И словно его слова, как по мановению волшебной палочки, вызвали дотоле скрытые темные силы, — серая, тусклая фигура рысью пересекла холл и заспешила изо всех сил к нему и Кэрол. А, да это комиссар Дэйл Нюнс, энергичный, деловой, несущийся на всех парах по делам службы.
— Ник! — Задыхаясь от волнения, Нюнс прочитал ему записку:
— «Через десять минут вы услышите важное выступление. Включите покомнатную систему оповещения и соберите всех в Колесном Зале». Мы выслушаем речь собравшись все вместе, потому что в конце будут задаваться вопросы.

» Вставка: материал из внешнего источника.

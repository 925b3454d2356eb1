//! Orchestrator Configuration
//!
//! Resolved configuration value object, loaded from YAML and validated
//! eagerly so that a bad category reference fails before any cluster
//! operation is issued.

use crate::classification::VmClassifier;
use crate::domain::ports::{ClusterRef, MigrationMode};
use crate::error::{Error, Result};
use serde::{Deserialize, Serialize};
use std::path::Path;
use std::time::Duration;
use tracing::debug;

// =============================================================================
// Top-level Configuration
// =============================================================================

/// Configuration for a cluster power run
#[derive(Debug, Clone, Serialize, Deserialize)]
pub struct Config {
    /// Target cluster name
    pub cluster: String,
    /// Management API connection settings
    #[serde(default)]
    pub connection: ConnectionConfig,
    /// VM category definitions
    #[serde(default)]
    pub classification: ClassificationConfig,
    /// Per-operation timeouts
    #[serde(default)]
    pub timeouts: TimeoutConfig,
    /// Host transition settings
    #[serde(default)]
    pub hosts: HostConfig,
}

impl Config {
    /// Create a configuration with defaults for the given cluster
    pub fn new(cluster: impl Into<String>) -> Self {
        Self {
            cluster: cluster.into(),
            connection: ConnectionConfig::default(),
            classification: ClassificationConfig::default(),
            timeouts: TimeoutConfig::default(),
            hosts: HostConfig::default(),
        }
    }

    /// Load and validate a configuration file
    pub fn from_file(path: impl AsRef<Path>) -> Result<Self> {
        let path = path.as_ref();
        debug!("Loading configuration from {}", path.display());
        let raw = std::fs::read_to_string(path)?;
        Self::from_yaml_str(&raw)
    }

    /// Parse and validate a YAML document
    pub fn from_yaml_str(raw: &str) -> Result<Self> {
        let config: Config = serde_yaml::from_str(raw)?;
        config.validate()?;
        Ok(config)
    }

    /// Cluster reference for this configuration
    pub fn cluster_ref(&self) -> ClusterRef {
        ClusterRef::new(self.cluster.clone())
    }

    /// Management API request timeout
    pub fn connection_timeout(&self) -> Duration {
        self.connection
            .timeout_secs
            .map(Duration::from_secs)
            .unwrap_or_else(|| self.timeouts.connection())
    }

    /// Validate the configuration
    pub fn validate(&self) -> Result<()> {
        if self.cluster.trim().is_empty() {
            return Err(Error::Configuration("cluster name must not be empty".into()));
        }
        if self.connection.timeout_secs == Some(0) {
            return Err(Error::Configuration("connection.timeout_secs must be > 0".into()));
        }
        self.timeouts.validate()?;
        // Resolving the classifier checks every category reference.
        VmClassifier::from_config(&self.classification)?;
        Ok(())
    }
}

// =============================================================================
// Connection
// =============================================================================

/// Management API connection settings
#[derive(Debug, Clone, Serialize, Deserialize)]
#[serde(default)]
pub struct ConnectionConfig {
    /// Base URL of the cluster management API
    pub endpoint: Option<String>,
    /// Environment variable holding the pre-issued session token
    pub token_env: String,
    /// Request timeout; falls back to `timeouts.connection_secs`
    pub timeout_secs: Option<u64>,
    /// Accept self-signed certificates
    pub accept_invalid_certs: bool,
}

impl Default for ConnectionConfig {
    fn default() -> Self {
        Self {
            endpoint: None,
            token_env: "CLUSTER_API_TOKEN".to_string(),
            timeout_secs: None,
            accept_invalid_certs: false,
        }
    }
}

// =============================================================================
// Classification
// =============================================================================

/// A tag-defined VM group
#[derive(Debug, Clone, PartialEq, Eq, Serialize, Deserialize)]
pub struct TagGroupConfig {
    /// Group name, also its category id
    pub name: String,
    /// Tag key to inspect
    pub key: String,
    /// Tag value that selects this group
    pub value: String,
}

/// VM category definitions
#[derive(Debug, Clone, Serialize, Deserialize)]
#[serde(default)]
pub struct ClassificationConfig {
    /// Name prefix of platform-managed VMs that are never targeted
    pub infrastructure_prefix: String,
    /// VMs in the priority category, by exact name
    pub priority_vms: Vec<String>,
    /// Tag groups, listed in startup order
    pub tag_groups: Vec<TagGroupConfig>,
    /// Explicit startup order by category id (priority, other, or a group name)
    pub startup_order: Option<Vec<String>>,
    /// Explicit shutdown order by category id
    pub shutdown_order: Option<Vec<String>>,
}

impl Default for ClassificationConfig {
    fn default() -> Self {
        Self {
            infrastructure_prefix: "vCLS".to_string(),
            priority_vms: Vec::new(),
            tag_groups: Vec::new(),
            startup_order: None,
            shutdown_order: None,
        }
    }
}

// =============================================================================
// Timeouts
// =============================================================================

/// Per-operation timeouts, in seconds
#[derive(Debug, Clone, Serialize, Deserialize)]
#[serde(default)]
pub struct TimeoutConfig {
    /// Graceful VM shutdown convergence
    pub vm_shutdown_secs: u64,
    /// VM power-on convergence
    pub vm_startup_secs: u64,
    /// Convergence after a force-stop
    pub force_stop_secs: u64,
    /// Remote operation completion
    pub operation_secs: u64,
    /// Host maintenance entry/exit
    pub host_maintenance_secs: u64,
    /// Management API connection
    pub connection_secs: u64,
    /// Spacing between polls
    pub poll_interval_secs: u64,
    /// Boot settle time between startup categories
    pub startup_grace_secs: u64,
}

impl Default for TimeoutConfig {
    fn default() -> Self {
        Self {
            vm_shutdown_secs: 300,
            vm_startup_secs: 300,
            force_stop_secs: 60,
            operation_secs: 120,
            host_maintenance_secs: 600,
            connection_secs: 30,
            poll_interval_secs: 5,
            startup_grace_secs: 60,
        }
    }
}

impl TimeoutConfig {
    pub fn vm_shutdown(&self) -> Duration {
        Duration::from_secs(self.vm_shutdown_secs)
    }

    pub fn vm_startup(&self) -> Duration {
        Duration::from_secs(self.vm_startup_secs)
    }

    pub fn force_stop(&self) -> Duration {
        Duration::from_secs(self.force_stop_secs)
    }

    pub fn operation(&self) -> Duration {
        Duration::from_secs(self.operation_secs)
    }

    pub fn host_maintenance(&self) -> Duration {
        Duration::from_secs(self.host_maintenance_secs)
    }

    pub fn connection(&self) -> Duration {
        Duration::from_secs(self.connection_secs)
    }

    pub fn poll_interval(&self) -> Duration {
        Duration::from_secs(self.poll_interval_secs)
    }

    pub fn startup_grace(&self) -> Duration {
        Duration::from_secs(self.startup_grace_secs)
    }

    fn validate(&self) -> Result<()> {
        let required = [
            ("vm_shutdown_secs", self.vm_shutdown_secs),
            ("vm_startup_secs", self.vm_startup_secs),
            ("force_stop_secs", self.force_stop_secs),
            ("operation_secs", self.operation_secs),
            ("host_maintenance_secs", self.host_maintenance_secs),
            ("connection_secs", self.connection_secs),
            ("poll_interval_secs", self.poll_interval_secs),
        ];
        for (name, value) in required {
            if value == 0 {
                return Err(Error::Configuration(format!("timeouts.{} must be > 0", name)));
            }
        }
        Ok(())
    }
}

// =============================================================================
// Hosts
// =============================================================================

/// Host transition settings
#[derive(Debug, Clone, Serialize, Deserialize)]
#[serde(default)]
pub struct HostConfig {
    /// Storage data handling on maintenance entry
    pub migration_mode: MigrationMode,
    /// Power off hosts once they are in maintenance
    pub shutdown_hosts: bool,
}

impl Default for HostConfig {
    fn default() -> Self {
        Self {
            migration_mode: MigrationMode::EnsureAccessibility,
            shutdown_hosts: true,
        }
    }
}

#[cfg(test)]
mod tests {
    use super::*;
    use assert_matches::assert_matches;
    use std::io::Write;

    const SAMPLE: &str = r#"
cluster: prod-east
connection:
  endpoint: https://vcenter.example.net
classification:
  priority_vms: [vcsa-01]
  tag_groups:
    - { name: databases, key: tier, value: db }
    - { name: apps, key: tier, value: app }
timeouts:
  vm_shutdown_secs: 120
  startup_grace_secs: 0
hosts:
  migration_mode: no_data_migration
"#;

    #[test]
    fn test_parse_sample() {
        let config = Config::from_yaml_str(SAMPLE).unwrap();
        assert_eq!(config.cluster, "prod-east");
        assert_eq!(config.classification.tag_groups.len(), 2);
        assert_eq!(config.classification.infrastructure_prefix, "vCLS");
        assert_eq!(config.timeouts.vm_shutdown(), Duration::from_secs(120));
        assert_eq!(config.timeouts.vm_startup(), Duration::from_secs(300));
        assert_eq!(config.hosts.migration_mode, MigrationMode::NoDataMigration);
        assert!(config.hosts.shutdown_hosts);
    }

    #[test]
    fn test_from_file() {
        let mut file = tempfile::NamedTempFile::new().unwrap();
        file.write_all(SAMPLE.as_bytes()).unwrap();

        let config = Config::from_file(file.path()).unwrap();
        assert_eq!(config.cluster_ref().name(), "prod-east");
    }

    #[test]
    fn test_missing_file() {
        let result = Config::from_file("/nonexistent/cluster-power.yaml");
        assert_matches!(result, Err(Error::Io(_)));
    }

    #[test]
    fn test_unknown_order_reference_fails() {
        let raw = r#"
cluster: prod-east
classification:
  tag_groups:
    - { name: databases, key: tier, value: db }
  shutdown_order: [databases, caches, priority, other]
"#;
        assert_matches!(Config::from_yaml_str(raw), Err(Error::Configuration(_)));
    }

    #[test]
    fn test_zero_timeout_rejected() {
        let mut config = Config::new("prod-east");
        config.timeouts.poll_interval_secs = 0;
        assert_matches!(config.validate(), Err(Error::Configuration(_)));
    }

    #[test]
    fn test_empty_cluster_rejected() {
        assert!(Config::new("  ").validate().is_err());
    }

    #[test]
    fn test_connection_timeout_key() {
        let config = Config::from_yaml_str(SAMPLE).unwrap();
        assert_eq!(config.connection_timeout(), Duration::from_secs(30));

        let raw = "cluster: lab\nconnection:\n  timeout_secs: 7\n";
        let config = Config::from_yaml_str(raw).unwrap();
        assert_eq!(config.connection.timeout_secs, Some(7));
        assert_eq!(config.connection_timeout(), Duration::from_secs(7));

        let raw = "cluster: lab\nconnection:\n  timeout_secs: 0\n";
        assert_matches!(Config::from_yaml_str(raw), Err(Error::Configuration(_)));
    }

    #[test]
    fn test_bundled_demo_config() {
        let config = Config::from_yaml_str(include_str!("../demos/cluster-power.yaml")).unwrap();
        assert_eq!(config.cluster, "lab");
        assert_eq!(config.classification.priority_vms, vec!["vcsa-01"]);
    }
}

Это весьма важно.
— Его быстрые птичьи глазки задергались от страха. — Насколько я понял, Ник, это все из-за Детройта, они прорвались сквозь последнее кольцо.
— О Господи! — вырвалось у Николаса. Лихорадочно размышляя, он направился к ближайшему передатчику радиосети, динамики которой находились на каждом этаже и в каждой комнате «Том Микс». — Но уже поздно, время спать. Многие уже переоделись в пижамы или легли. Может быть, они выслушают речь по индивидуальным приемникам?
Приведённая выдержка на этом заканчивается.